第5章では,病原力の異なる2アイソレイト,無処理と高圧蒸気滅菌処理したアカマツ1年枝を用いて,病原線虫の離脱に与えるアカマツ揮発性成分の影響を調べた。その結果,新鮮なアカマツ枝の揮発性成分は,強病原力の病原線虫に対してのみ媒介昆虫からの離脱抑制効果のあることが示されている。

第6章では,病原力の異なる7病原線虫アイソレイトを用いて,病原力と伝播の構成要素の間の関係を実験的に調べている。その結果,病原線虫の病原力が弱くなるほど,媒介昆虫の寿命は長く,媒介昆虫の初期保持線虫数は少なく,病原線虫の離脱のピーク時期は遅く,病原線虫の離脱率(離脱線虫数/初期保持線虫数)は高くなることが初めて明らかにされた。これらのことから,弱病原力の病原線虫は,媒介昆虫の性成熟後に媒介昆虫の産卵痕を経由して新しい宿主に伝播されやすく,そのため媒介昆虫に侵入した個体が高い割合で新たな宿主へ侵入する確率を高めていることが示されている。
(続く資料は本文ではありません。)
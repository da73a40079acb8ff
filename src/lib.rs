pub mod anomaly;
pub mod api;
pub mod config;
pub mod db;
pub mod llm;
pub mod pipeline;
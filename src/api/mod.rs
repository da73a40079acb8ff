pub mod handlers;
pub mod queries;
pub mod types;

use axum::{
    routing::{get, post},
    Router,
};
use std::sync::Arc;
use tokio_util::sync::CancellationToken;
use tower_http::cors::CorsLayer;
use tower_http::trace::TraceLayer;

use crate::anomaly::AnomalyScanner;
use crate::db::DataSource;
use crate::pipeline::QueryPipeline;

/// Shared collaborators, built once at start-up.
#[derive(Clone)]
pub struct AppState {
    pub source: Arc<dyn DataSource>,
    pub scanner: AnomalyScanner,
    pub pipeline: QueryPipeline,
}

pub fn router(state: AppState) -> Router {
    let state = Arc::new(state);

    Router::new()
        .route("/health", get(handlers::health))
        .route("/query", post(handlers::query))
        .route("/detect_anomalies", get(handlers::detect_anomalies))
        .route("/num_clients", get(handlers::num_clients))
        .route("/intakes", get(handlers::intakes))
        .route("/discharges", get(handlers::discharges))
        .route(
            "/average_length_of_stay",
            get(handlers::average_length_of_stay),
        )
        .route("/gender_discharge", get(handlers::gender_discharge))
        .route(
            "/transgender_discharge",
            get(handlers::transgender_discharge),
        )
        .route(
            "/sexual_orientation_discharge",
            get(handlers::sexual_orientation_discharge),
        )
        .route(
            "/race_ethnicity_discharge",
            get(handlers::race_ethnicity_discharge),
        )
        .with_state(state)
        .layer(TraceLayer::new_for_http())
        .layer(CorsLayer::permissive())
}

/// Serve until `shutdown` is cancelled, then drain in-flight requests.
pub async fn serve(
    state: AppState,
    host: &str,
    port: u16,
    shutdown: CancellationToken,
) -> eyre::Result<()> {
    let app = router(state);
    let addr = format!("{}:{}", host, port);
    let listener = tokio::net::TcpListener::bind(&addr).await?;
    tracing::info!(%addr, "API server listening");
    axum::serve(listener, app)
        .with_graceful_shutdown(async move { shutdown.cancelled().await })
        .await?;
    Ok(())
}
use serde::Deserialize;

#[derive(Debug, Deserialize, Clone, Default)]
pub struct Config {
    #[serde(default)]
    pub data_source: DataSourceConfig,
    #[serde(default)]
    pub llm: LlmConfig,
    #[serde(default)]
    pub anomaly_detection: AnomalyDetectionConfig,
    #[serde(default)]
    pub api: ApiConfig,
    #[serde(default)]
    pub logging: LoggingConfig,
}

// ============================================================
// Data Source Config
// ============================================================

#[derive(Debug, Deserialize, Clone)]
#[serde(tag = "kind", rename_all = "snake_case")]
pub enum DataSourceConfig {
    /// Hosted database reached through its `exec_sql` RPC function.
    Gateway(GatewayConfig),
    /// Direct PostgreSQL connection.
    Postgres(PostgresConfig),
}

impl Default for DataSourceConfig {
    fn default() -> Self {
        Self::Gateway(GatewayConfig::default())
    }
}

impl DataSourceConfig {
    pub fn url(&self) -> &str {
        match self {
            Self::Gateway(g) => &g.url,
            Self::Postgres(p) => &p.url,
        }
    }
}

#[derive(Debug, Deserialize, Clone)]
pub struct GatewayConfig {
    #[serde(default)]
    pub url: String,
    #[serde(default)]
    pub api_key: String,
    #[serde(default = "default_rpc_function")]
    pub rpc_function: String,
    #[serde(default = "default_timeout_secs")]
    pub timeout_secs: u64,
}

impl Default for GatewayConfig {
    fn default() -> Self {
        Self {
            url: String::new(),
            api_key: String::new(),
            rpc_function: default_rpc_function(),
            timeout_secs: default_timeout_secs(),
        }
    }
}

fn default_rpc_function() -> String {
    "exec_sql".to_string()
}

fn default_timeout_secs() -> u64 {
    30
}

#[derive(Debug, Deserialize, Clone)]
pub struct PostgresConfig {
    #[serde(default)]
    pub url: String,
    #[serde(default = "default_max_connections")]
    pub max_connections: u32,
}

fn default_max_connections() -> u32 {
    10
}

// ============================================================
// LLM Config
// ============================================================

#[derive(Debug, Deserialize, Clone)]
pub struct LlmConfig {
    #[serde(default = "default_llm_base_url")]
    pub base_url: String,
    #[serde(default)]
    pub api_key: String,
    #[serde(default = "default_llm_model")]
    pub model: String,
    #[serde(default = "default_llm_max_tokens")]
    pub max_tokens: u32,
    #[serde(default)]
    pub temperature: f32,
    #[serde(default = "default_timeout_secs")]
    pub timeout_secs: u64,
}

impl Default for LlmConfig {
    fn default() -> Self {
        Self {
            base_url: default_llm_base_url(),
            api_key: String::new(),
            model: default_llm_model(),
            max_tokens: default_llm_max_tokens(),
            temperature: 0.0,
            timeout_secs: default_timeout_secs(),
        }
    }
}

fn default_llm_base_url() -> String {
    "https://api.openai.com/v1".to_string()
}

fn default_llm_model() -> String {
    "gpt-3.5-turbo".to_string()
}

fn default_llm_max_tokens() -> u32 {
    100
}

// ============================================================
// Anomaly Detection Config
// ============================================================

#[derive(Debug, Deserialize, Clone)]
pub struct AnomalyDetectionConfig {
    #[serde(default = "default_revenue_table")]
    pub revenue_table: String,
    #[serde(default = "default_expenses_table")]
    pub expenses_table: String,
    #[serde(default = "default_contamination")]
    pub contamination: f64,
    #[serde(default = "default_n_estimators")]
    pub n_estimators: usize,
    #[serde(default = "default_max_samples")]
    pub max_samples: usize,
    #[serde(default = "default_seed")]
    pub seed: u64,
}

impl Default for AnomalyDetectionConfig {
    fn default() -> Self {
        Self {
            revenue_table: default_revenue_table(),
            expenses_table: default_expenses_table(),
            contamination: default_contamination(),
            n_estimators: default_n_estimators(),
            max_samples: default_max_samples(),
            seed: default_seed(),
        }
    }
}

fn default_revenue_table() -> String {
    "Revenue".to_string()
}

fn default_expenses_table() -> String {
    "Expenses".to_string()
}

fn default_contamination() -> f64 {
    0.01
}

fn default_n_estimators() -> usize {
    100
}

fn default_max_samples() -> usize {
    256
}

fn default_seed() -> u64 {
    42
}

// ============================================================
// API & Logging Config
// ============================================================

#[derive(Debug, Deserialize, Clone)]
pub struct ApiConfig {
    #[serde(default = "default_api_port")]
    pub port: u16,
    #[serde(default = "default_api_host")]
    pub host: String,
}

impl Default for ApiConfig {
    fn default() -> Self {
        Self {
            port: default_api_port(),
            host: default_api_host(),
        }
    }
}

fn default_api_port() -> u16 {
    8000
}

fn default_api_host() -> String {
    "0.0.0.0".to_string()
}

#[derive(Debug, Deserialize, Clone, Copy, Default, PartialEq, Eq)]
#[serde(rename_all = "lowercase")]
pub enum LogFormat {
    #[default]
    Pretty,
    Json,
}

#[derive(Debug, Deserialize, Clone, Default)]
pub struct LoggingConfig {
    #[serde(default)]
    pub format: LogFormat,
}

impl Config {
    pub fn load(path: &str) -> eyre::Result<Self> {
        let content = std::fs::read_to_string(path)
            .map_err(|e| eyre::eyre!("Failed to read config file '{}': {}", path, e))?;
        let mut config: Config = toml::from_str(&content)
            .map_err(|e| eyre::eyre!("Failed to parse config file '{}': {}", path, e))?;
        config.apply_env(|key| std::env::var(key).ok());
        config.validate()?;
        Ok(config)
    }

    /// Overlay secrets and endpoints from the environment.
    pub fn apply_env<F>(&mut self, lookup: F)
    where
        F: Fn(&str) -> Option<String>,
    {
        let lookup = |key: &str| lookup(key).filter(|v| !v.trim().is_empty());

        match &mut self.data_source {
            DataSourceConfig::Gateway(gateway) => {
                if let Some(url) = lookup("SUPABASE_URL") {
                    gateway.url = url;
                }
                if let Some(key) = lookup("SUPABASE_KEY") {
                    gateway.api_key = key;
                }
            }
            DataSourceConfig::Postgres(postgres) => {
                if let Some(url) = lookup("DATABASE_URL") {
                    postgres.url = url;
                }
            }
        }

        if let Some(key) = lookup("OPENAI_API_KEY") {
            self.llm.api_key = key;
        }
    }

    fn validate(&self) -> eyre::Result<()> {
        if self.data_source.url().trim().is_empty() {
            return Err(eyre::eyre!(
                "A data source URL must be configured (config file, SUPABASE_URL or DATABASE_URL)"
            ));
        }

        let anomaly = &self.anomaly_detection;
        if !(anomaly.contamination > 0.0 && anomaly.contamination <= 0.5) {
            return Err(eyre::eyre!(
                "anomaly_detection.contamination must be in (0, 0.5], got {}",
                anomaly.contamination
            ));
        }
        if anomaly.n_estimators == 0 {
            return Err(eyre::eyre!("anomaly_detection.n_estimators must be at least 1"));
        }
        if anomaly.max_samples < 2 {
            return Err(eyre::eyre!("anomaly_detection.max_samples must be at least 2"));
        }
        for table in [&anomaly.revenue_table, &anomaly.expenses_table] {
            if !is_sql_identifier(table) {
                return Err(eyre::eyre!("Invalid table name '{}'", table));
            }
        }
        Ok(())
    }
}

/// Plain (optionally schema-qualified) identifier, safe to splice into fixed SQL.
fn is_sql_identifier(name: &str) -> bool {
    let mut chars = name.chars();
    match chars.next() {
        Some(c) if c.is_ascii_alphabetic() || c == '_' => {}
        _ => return false,
    }
    chars.all(|c| c.is_ascii_alphanumeric() || c == '_' || c == '.')
}
fn fever(ctx: &HealthContext) -> String {
    let opening = match ctx.temperature() {
        Some(t) => format!("{FEVER_OPENING} Your last recorded temperature was {t:.1}°F."),
        None => FEVER_OPENING.to_string(),
    };
    format!("{opening} {FEVER_BODY}")
}

fn blood_pressure(ctx: &HealthContext) -> String {
    let opening = ctx.blood_pressure().map(|raw| match BloodPressure::parse(raw) {
        Some(bp) => {
            let assessment = match bp.band() {
                BloodPressureBand::Normal => "which is in the normal range. That's good news!",
                BloodPressureBand::Elevated => {
                    "which falls in the elevated range. It's worth keeping an eye on."
                }
                BloodPressureBand::High => {
                    "which is in the high range. Please share it with your doctor if it stays there."
                }
            };
            format!("I see your recent blood pressure reading was {bp}, {assessment}")
        }
        None => format!("I see your recent blood pressure reading was {raw}."),
    });
    with_opening(opening, BLOOD_PRESSURE_BODY)
}

fn heart_rate(ctx: &HealthContext) -> String {
    let opening = ctx.heart_rate().map(|bpm| {
        let assessment = match HeartRateBand::of(bpm) {
            HeartRateBand::Normal => "is within normal range, which is reassuring.",
            HeartRateBand::Low => {
                "is below the typical resting range, which can be normal for very active people."
            }
            HeartRateBand::High => "is above the typical resting range.",
        };
        format!("Your recent heart rate reading of {bpm} bpm {assessment}")
    });
    with_opening(opening, HEART_RATE_BODY)
}

fn medication(ctx: &HealthContext) -> String {
    let opening = (!ctx.medications.is_empty())
        .then(|| format!("I see you're currently taking {}.", ctx.medications.join(", ")));
    with_opening(opening, MEDICATION_BODY)
}
use serde::{Deserialize, Serialize};

/// Type of vital sign the health tracker records.
#[derive(Debug, Clone, Copy, PartialEq, Eq, Hash, Serialize, Deserialize)]
#[serde(rename_all = "snake_case")]
pub enum VitalType {
    HeartRate,
    BloodPressure,
    Temperature,
    BloodOxygen,
}

impl VitalType {
    pub fn as_str(self) -> &'static str {
        match self {
            VitalType::HeartRate => "heart_rate",
            VitalType::BloodPressure => "blood_pressure",
            VitalType::Temperature => "temperature",
            VitalType::BloodOxygen => "blood_oxygen",
        }
    }
}

/// A parsed "systolic/diastolic" reading.
#[derive(Debug, Clone, Copy, PartialEq, Eq)]
pub struct BloodPressure {
    pub systolic: u32,
    pub diastolic: u32,
}

impl BloodPressure {
    /// Parse "120/80" (surrounding whitespace allowed). Returns `None` for
    /// anything else, including zero values.
    pub fn parse(raw: &str) -> Option<Self> {
        let (sys, dia) = raw.trim().split_once('/')?;
        let systolic: u32 = sys.trim().parse().ok()?;
        let diastolic: u32 = dia.trim().parse().ok()?;
        if systolic == 0 || diastolic == 0 {
            return None;
        }
        Some(Self { systolic, diastolic })
    }

    pub fn band(&self) -> BloodPressureBand {
        if self.systolic >= 130 || self.diastolic >= 80 {
            BloodPressureBand::High
        } else if self.systolic >= 120 {
            BloodPressureBand::Elevated
        } else {
            BloodPressureBand::Normal
        }
    }
}

impl std::fmt::Display for BloodPressure {
    fn fmt(&self, f: &mut std::fmt::Formatter<'_>) -> std::fmt::Result {
        write!(f, "{}/{}", self.systolic, self.diastolic)
    }
}

/// Blood pressure ranges as quoted in the blood pressure guidance.
#[derive(Debug, Clone, Copy, PartialEq, Eq)]
pub enum BloodPressureBand {
    /// Less than 120/80 mmHg.
    Normal,
    /// 120-129 systolic, less than 80 diastolic.
    Elevated,
    /// 130/80 mmHg or higher.
    High,
}

/// Resting heart rate ranges for adults.
#[derive(Debug, Clone, Copy, PartialEq, Eq)]
pub enum HeartRateBand {
    Low,
    Normal,
    High,
}

impl HeartRateBand {
    pub fn of(bpm: u32) -> Self {
        match bpm {
            0..=59 => HeartRateBand::Low,
            60..=100 => HeartRateBand::Normal,
            _ => HeartRateBand::High,
        }
    }
}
第7章では,第6章で得られた病原線虫の病原力と伝播率(初期保持線虫数×離脱率の値の相対値)の関係と数学モデルを用いて,最適病原力を推定している。その結果,病原力が強くなるほど病原線虫の基本繁殖率が高くなることが示され,病原力は高くなる方向へ進化することが示唆されている。

第8章は総合考察であり,増殖力,分散型幼虫への発育,初期保持線虫数,媒介昆虫の寿命に及ぼす影響,離脱のピーク時期,および媒介昆虫からの離脱率を強病原力と弱病原力の病原線虫の間で比較した後,弱病原力の病原線虫は媒介昆虫から高い割合で離脱し,産卵痕経由で宿主に伝播される機会が多いことを指摘している。そして,このような特性によって弱病原力と強病原力の病原線虫が同一林分内で共存していると推測している。

本論文は,材線虫病における病原線虫の病原力と伝播力の関係を初めて明らかにしたものである。さらに,その結果を利用して,弱病原力と強病原力の病原線虫の共存機構を推論している。本論文の成果は,病原線虫の弱病原化による材線虫病防除戦略を形成する上で大きな寄与を果たすと考えられる。このように,本論文は学術上・応用上貢献するところが少なくない。よって,審査委員一同は本論文が博士(農学)の学位に授与するにふさわしいと判断した。